* _What you need to do_:
Only the lines from the top of the following listing through the line with "fn fmt(&self, f: &mut" belong in your answer, exactly as written.

--- Records for this exercise ---

//! 后台任务管理
//!
//! 监听循环、会话工作者、重试工作者和清理任务都在这里注册，
//! 共享一个取消令牌，关闭时统一等待退出。
//!
//! # 任务类型
//!
//! - [`TaskKind::Listener`] - 连接监听循环
//! - [`TaskKind::Worker`] - 长期运行的工作者 (会话、重试)
//! - [`TaskKind::Periodic`] - 定时任务 (过期清理)

use futures::FutureExt;
use std::fmt;
use std::panic::AssertUnwindSafe;
use std::time::Duration;
use tokio::task::JoinHandle;
use tokio_util::sync::CancellationToken;

/// 任务类型
#[derive(Debug, Clone, Copy, PartialEq, Eq)]
pub enum TaskKind {
    Listener,
    Worker,
    Periodic,
}

impl fmt::Display for TaskKind {
    fn fmt(&self, f: &mut fmt::Formatter<'_>) -> fmt::Result {
        let name = match self {
            TaskKind::Listener => "Listener",
            TaskKind::Worker => "Worker",
            TaskKind::Periodic => "Periodic",
        };
        f.write_str(name)
    }
}

struct RegisteredTask {
    name: String,
    kind: TaskKind,
    handle: JoinHandle<()>,
}

/// 后台任务管理器
///
/// ```ignore
/// let mut tasks = BackgroundTasks::new();
/// let token = tasks.shutdown_token();
/// tasks.spawn("retry_worker", TaskKind::Worker, async move {
///     worker.run(token).await;
/// });
///
/// tasks.shutdown(Duration::from_secs(5)).await;
/// ```
pub struct BackgroundTasks {
    tasks: Vec<RegisteredTask>,
    shutdown: CancellationToken,
}

impl BackgroundTasks {
    pub fn new() -> Self {
        Self::with_token(CancellationToken::new())
    }

    /// 使用外部取消令牌 (例如由 main 的 Ctrl-C 处理持有)
    pub fn with_token(shutdown: CancellationToken) -> Self {
        Self {
            tasks: Vec::new(),
            shutdown,
        }
    }

    /// 获取取消令牌（用于任务内部监听 shutdown 信号）
    pub fn shutdown_token(&self) -> CancellationToken {
        self.shutdown.clone()
    }

    /// 注册并启动一个后台任务
    ///
    /// panic 会被捕获并记录，不会拖垮其他任务。
    /// 在取消之前退出的任务会被记录为异常退出。
    pub fn spawn<F>(&mut self, name: impl Into<String>, kind: TaskKind, future: F)
    where
        F: std::future::Future<Output = ()> + Send + 'static,
    {
        let name = name.into();
        let task_name = name.clone();
        let token = self.shutdown.clone();

        let wrapped = async move {
            match AssertUnwindSafe(future).catch_unwind().await {
                Ok(()) if token.is_cancelled() => {
                    tracing::debug!(task = %task_name, kind = %kind, "Background task stopped");
                }
                Ok(()) => {
                    tracing::warn!(task = %task_name, kind = %kind, "Background task exited before shutdown");
                }
                Err(panic_info) => {
                    let panic_msg = if let Some(s) = panic_info.downcast_ref::<&str>() {
                        (*s).to_string()
                    } else if let Some(s) = panic_info.downcast_ref::<String>() {
                        s.clone()
                    } else {
                        "Unknown panic".to_string()
                    };
                    tracing::error!(task = %task_name, kind = %kind, panic = %panic_msg, "Background task panicked");
                }
            }
        };

        let handle = tokio::spawn(wrapped);
        tracing::debug!(task = %name, kind = %kind, "Registered background task");
        self.tasks.push(RegisteredTask { name, kind, handle });
    }

    pub fn len(&self) -> usize {
        self.tasks.len()
    }

    pub fn is_empty(&self) -> bool {
        self.tasks.is_empty()
    }

    /// 指定类型的任务数量
    pub fn count(&self, kind: TaskKind) -> usize {
        self.tasks.iter().filter(|t| t.kind == kind).count()
    }

    /// 打印任务摘要
    pub fn log_summary(&self) {
        tracing::info!(
            total = self.tasks.len(),
            listeners = self.count(TaskKind::Listener),
            workers = self.count(TaskKind::Worker),
            periodic = self.count(TaskKind::Periodic),
            "Background tasks registered"
        );
    }

    /// 已经结束的任务数量 (运行期间应为 0)
    pub fn finished_count(&self) -> usize {
        self.tasks.iter().filter(|t| t.handle.is_finished()).count()
    }

    /// Graceful shutdown - 发送取消信号并等待所有任务退出
    ///
    /// 超过 `timeout` 仍未退出的任务会被强制中止。
    pub async fn shutdown(self, timeout: Duration) {
        tracing::info!("Shutting down {} background tasks...", self.tasks.len());
        self.shutdown.cancel();

        for task in self.tasks {
            let abort = task.handle.abort_handle();
            match tokio::time::timeout(timeout, task.handle).await {
                Ok(Ok(())) => tracing::debug!(task = %task.name, "Task completed"),
                Ok(Err(e)) if e.is_cancelled() => {
                    tracing::debug!(task = %task.name, "Task cancelled")
                }
                Ok(Err(e)) => tracing::error!(task = %task.name, error = ?e, "Task failed"),
                Err(_) => {
                    tracing::warn!(task = %task.name, "Task did not stop in time, aborting");
                    abort.abort();
                }
            }
        }

        tracing::info!("All background tasks stopped");
    }
}

impl Default for BackgroundTasks {
    fn default() -> Self {
        Self::new()
    }
}

#[cfg(test)]
mod tests {
    use super::*;
    use std::sync::Arc;
    use std::sync::atomic::{AtomicBool, Ordering};

    #[tokio::test]
    async fn test_shutdown_cancels_workers() {
        let mut tasks = BackgroundTasks::new();
        let stopped = Arc::new(AtomicBool::new(false));

        let token = tasks.shutdown_token();
        let flag = stopped.clone();
        tasks.spawn("waiter", TaskKind::Worker, async move {
            token.cancelled().await;
            flag.store(true, Ordering::SeqCst);
        });

        assert_eq!(tasks.count(TaskKind::Worker), 1);
        tasks.shutdown(Duration::from_secs(1)).await;
        assert!(stopped.load(Ordering::SeqCst));
    }

    #[tokio::test]
    async fn test_panicking_task_is_contained() {
        let mut tasks = BackgroundTasks::new();
        tasks.spawn("boom", TaskKind::Periodic, async {
            panic!("boom");
        });
        tokio::time::sleep(Duration::from_millis(20)).await;
        assert_eq!(tasks.finished_count(), 1);
        tasks.shutdown(Duration::from_secs(1)).await;
    }
}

---

* _Solution to this task_:
//! 后台任务管理
//!
//! 监听循环、会话工作者、重试工作者和清理任务都在这里注册，
//! 共享一个取消令牌，关闭时统一等待退出。
//!
//! # 任务类型
//!
//! - [`TaskKind::Listener`] - 连接监听循环
//! - [`TaskKind::Worker`] - 长期运行的工作者 (会话、重试)
//! - [`TaskKind::Periodic`] - 定时任务 (过期清理)

use futures::FutureExt;
use std::fmt;
use std::panic::AssertUnwindSafe;
use std::time::Duration;
use tokio::task::JoinHandle;
use tokio_util::sync::CancellationToken;

/// 任务类型
#[derive(Debug, Clone, Copy, PartialEq, Eq)]
pub enum TaskKind {
    Listener,
    Worker,
    Periodic,
}

impl fmt::Display for TaskKind {
    fn fmt(&self, f: &mut fmt::Formatter<'_>) -> fmt::Result {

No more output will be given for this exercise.